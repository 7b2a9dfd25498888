//! Scripted camera platform for testing.

use std::cell::{Cell, RefCell};
use std::collections::VecDeque;
use std::rc::Rc;

use futures::channel::oneshot;

use super::{CameraPlatform, MediaConstraints, MediaStream};
use crate::error::PlatformError;
use crate::mock::{MockGate, UserActivation};
use crate::platform::PlatformCall;

/// What the next camera request should do.
#[derive(Debug, Clone)]
pub enum MockCameraOutcome {
    Grant,
    Fail(PlatformError),
}

/// Camera platform double.
///
/// Requests consume queued outcomes in order and fall back to granting (or to
/// the failure given to [`MockCamera::failing`]) once the queue is empty.
/// Live streams are counted so tests can check that tracks get stopped.
pub struct MockCamera {
    available: bool,
    outcomes: RefCell<VecDeque<MockCameraOutcome>>,
    fallback: RefCell<MockCameraOutcome>,
    requests: Cell<usize>,
    live: Rc<Cell<usize>>,
    last_constraints: RefCell<Option<MediaConstraints>>,
    gate: RefCell<Option<oneshot::Receiver<()>>>,
    activation: Option<UserActivation>,
}

impl MockCamera {
    pub fn new() -> Self {
        Self {
            available: true,
            outcomes: RefCell::new(VecDeque::new()),
            fallback: RefCell::new(MockCameraOutcome::Grant),
            requests: Cell::new(0),
            live: Rc::new(Cell::new(0)),
            last_constraints: RefCell::new(None),
            gate: RefCell::new(None),
            activation: None,
        }
    }

    /// A browser without `navigator.mediaDevices`.
    pub fn unavailable() -> Self {
        Self {
            available: false,
            ..Self::new()
        }
    }

    /// Every request fails with `name`.
    pub fn failing(name: &str, message: &str) -> Self {
        let camera = Self::new();
        *camera.fallback.borrow_mut() = MockCameraOutcome::Fail(PlatformError::new(name, message));
        camera
    }

    /// Awaiting a request ends the user gesture held by `activation`.
    pub fn with_activation(mut self, activation: UserActivation) -> Self {
        self.activation = Some(activation);
        self
    }

    pub fn push_outcome(&self, outcome: MockCameraOutcome) {
        self.outcomes.borrow_mut().push_back(outcome);
    }

    /// Keep the next request pending (like an open permission prompt) until
    /// the returned gate is released.
    pub fn hold(&self) -> MockGate {
        let (gate, rx) = MockGate::pair();
        *self.gate.borrow_mut() = Some(rx);
        gate
    }

    pub fn request_count(&self) -> usize {
        self.requests.get()
    }

    /// Streams handed out and not yet stopped.
    pub fn live_streams(&self) -> usize {
        self.live.get()
    }

    pub fn last_constraints(&self) -> Option<MediaConstraints> {
        self.last_constraints.borrow().clone()
    }
}

impl Default for MockCamera {
    fn default() -> Self {
        Self::new()
    }
}

impl CameraPlatform for MockCamera {
    fn is_available(&self) -> bool {
        self.available
    }

    fn request(&self, constraints: &MediaConstraints) -> PlatformCall<Box<dyn MediaStream>> {
        self.requests.set(self.requests.get() + 1);
        *self.last_constraints.borrow_mut() = Some(constraints.clone());

        let outcome = self
            .outcomes
            .borrow_mut()
            .pop_front()
            .unwrap_or_else(|| self.fallback.borrow().clone());
        let live = Rc::clone(&self.live);
        let activation = self.activation.clone();
        let gate = self.gate.borrow_mut().take();

        Box::pin(async move {
            if let Some(gate) = gate {
                let _ = gate.await;
            }
            // The caller is suspended here; any gesture is over by now.
            if let Some(activation) = activation {
                activation.expire();
            }
            match outcome {
                MockCameraOutcome::Grant => {
                    live.set(live.get() + 1);
                    Ok(Box::new(MockStream {
                        live,
                        stopped: false,
                    }) as Box<dyn MediaStream>)
                }
                MockCameraOutcome::Fail(err) => Err(err),
            }
        })
    }
}

struct MockStream {
    live: Rc<Cell<usize>>,
    stopped: bool,
}

impl MediaStream for MockStream {
    fn stop_tracks(&mut self) {
        if !self.stopped {
            self.stopped = true;
            self.live.set(self.live.get() - 1);
        }
    }
}
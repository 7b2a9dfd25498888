//! Camera capture capability.
//!
//! - `gateway`: [`CameraGateway`], owner of the single active stream
//! - `mock`: scripted [`MockCamera`] for tests and demos

mod gateway;
mod mock;

pub use gateway::{CameraGateway, StreamId};
pub use mock::{MockCamera, MockCameraOutcome};

use serde::{Deserialize, Serialize};

use crate::platform::PlatformCall;

/// Which way the requested camera should face.
#[derive(Debug, Clone, Copy, Default, PartialEq, Eq, Serialize, Deserialize)]
#[serde(rename_all = "snake_case")]
pub enum FacingMode {
    /// Front camera.
    #[default]
    User,
    /// Rear camera.
    Environment,
}

impl FacingMode {
    /// Value of the `facingMode` media constraint.
    pub fn as_str(self) -> &'static str {
        match self {
            Self::User => "user",
            Self::Environment => "environment",
        }
    }
}

/// Capture constraints. All fields are preferences; the platform negotiates.
#[derive(Debug, Clone, PartialEq, Eq, Serialize, Deserialize)]
#[serde(default)]
pub struct MediaConstraints {
    pub facing_mode: FacingMode,
    pub ideal_width: u32,
    pub ideal_height: u32,
}

impl Default for MediaConstraints {
    fn default() -> Self {
        Self {
            facing_mode: FacingMode::User,
            ideal_width: 1280,
            ideal_height: 720,
        }
    }
}

/// An open capture stream.
pub trait MediaStream {
    /// Stop every track of the stream, releasing the hardware.
    fn stop_tracks(&mut self);
}

/// Platform camera API (`navigator.mediaDevices`).
pub trait CameraPlatform {
    /// Whether the capture API exists at all.
    fn is_available(&self) -> bool;

    /// Request a stream. See [`PlatformCall`] for the eager-issue contract.
    fn request(&self, constraints: &MediaConstraints) -> PlatformCall<Box<dyn MediaStream>>;
}
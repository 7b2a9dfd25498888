//! Notifications from the orchestrator to the rendering layer.

use crate::error::CapabilityError;
use crate::remediation::{BrowserFamily, Capability, Remediation};

/// Camera button state.
#[derive(Debug, Clone, Copy, PartialEq, Eq)]
pub enum CameraUi {
    Off,
    Requesting,
    On,
}

impl CameraUi {
    pub fn label(self) -> &'static str {
        match self {
            Self::Off => "Enable Camera",
            Self::Requesting => "Starting Camera...",
            Self::On => "Disable Camera",
        }
    }

    /// Whether the button accepts clicks.
    pub fn enabled(self) -> bool {
        !matches!(self, Self::Requesting)
    }
}

/// Biometric button state.
#[derive(Debug, Clone, Copy, PartialEq, Eq)]
pub struct BiometricUi {
    pub busy: bool,
    pub authenticated: bool,
}

impl BiometricUi {
    pub fn label(self) -> &'static str {
        if self.busy {
            "Waiting for biometrics..."
        } else if self.authenticated {
            "Authenticated"
        } else {
            "Authenticate with Biometrics"
        }
    }

    pub fn enabled(self) -> bool {
        !self.busy
    }
}

#[derive(Debug, Clone, Copy, PartialEq, Eq)]
pub enum StatusKind {
    Success,
    Info,
}

/// Error banner contents.
#[derive(Debug, Clone, PartialEq, Eq)]
pub struct ErrorNotice {
    /// Stable kind code, e.g. `permission-denied`.
    pub code: &'static str,
    pub message: String,
    /// Present only when the user can fix the problem in settings.
    pub remediation: Option<Remediation>,
}

impl ErrorNotice {
    pub fn new(err: &CapabilityError, browser: BrowserFamily, capability: Capability) -> Self {
        let remediation = err
            .needs_remediation()
            .then(|| Remediation::for_browser(browser, capability));
        Self {
            code: err.code(),
            message: err.message().to_string(),
            remediation,
        }
    }
}

/// The rendering layer (DOM in the browser, a recorder in tests).
pub trait UiSurface {
    fn camera_changed(&self, state: CameraUi);

    fn biometric_changed(&self, state: BiometricUi);

    fn show_status(&self, kind: StatusKind, text: &str);

    fn show_error(&self, notice: &ErrorNotice);

    /// Hide both the status and the error banner.
    fn clear_messages(&self);
}

#[cfg(test)]
mod tests {
    use super::*;
    use crate::error::{BiometricError, BiometricErrorKind, CameraError, CameraErrorKind};

    #[test]
    fn test_notice_includes_remediation_for_permission_kinds() {
        let err = CapabilityError::from(CameraError::of_kind(CameraErrorKind::PermissionDenied));
        let notice = ErrorNotice::new(&err, BrowserFamily::Chrome, Capability::Camera);

        assert_eq!(notice.code, "permission-denied");
        let remediation = notice.remediation.expect("remediation");
        assert_eq!(remediation.browser, BrowserFamily::Chrome);
        assert_eq!(remediation.capability, Capability::Camera);
    }

    #[test]
    fn test_notice_message_only_for_other_kinds() {
        let err = CapabilityError::from(BiometricError::of_kind(BiometricErrorKind::Timeout));
        let notice = ErrorNotice::new(&err, BrowserFamily::Safari, Capability::Biometric);

        assert_eq!(notice.code, "timeout");
        assert!(notice.remediation.is_none());
    }

    #[test]
    fn test_labels() {
        assert_eq!(CameraUi::Off.label(), "Enable Camera");
        assert!(!CameraUi::Requesting.enabled());
        let busy = BiometricUi {
            busy: true,
            authenticated: false,
        };
        assert!(!busy.enabled());
    }
}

* Work request:
Transcribe, word for word, every line from the one containing "pub trait UiSurface" through the final line of the entries, and nothing else.

* Reply:
pub trait UiSurface {
    fn camera_changed(&self, state: CameraUi);

    fn biometric_changed(&self, state: BiometricUi);

    fn show_status(&self, kind: StatusKind, text: &str);

    fn show_error(&self, notice: &ErrorNotice);

    /// Hide both the status and the error banner.
    fn clear_messages(&self);
}

#[cfg(test)]
mod tests {
    use super::*;
    use crate::error::{BiometricError, BiometricErrorKind, CameraError, CameraErrorKind};

    #[test]
    fn test_notice_includes_remediation_for_permission_kinds() {
        let err = CapabilityError::from(CameraError::of_kind(CameraErrorKind::PermissionDenied));
        let notice = ErrorNotice::new(&err, BrowserFamily::Chrome, Capability::Camera);

        assert_eq!(notice.code, "permission-denied");
        let remediation = notice.remediation.expect("remediation");
        assert_eq!(remediation.browser, BrowserFamily::Chrome);
        assert_eq!(remediation.capability, Capability::Camera);
    }

    #[test]
    fn test_notice_message_only_for_other_kinds() {
        let err = CapabilityError::from(BiometricError::of_kind(BiometricErrorKind::Timeout));
        let notice = ErrorNotice::new(&err, BrowserFamily::Safari, Capability::Biometric);

        assert_eq!(notice.code, "timeout");
        assert!(notice.remediation.is_none());
    }

    #[test]
    fn test_labels() {
        assert_eq!(CameraUi::Off.label(), "Enable Camera");
        assert!(!CameraUi::Requesting.enabled());
        let busy = BiometricUi {
            busy: true,
            authenticated: false,
        };
        assert!(!busy.enabled());
    }
}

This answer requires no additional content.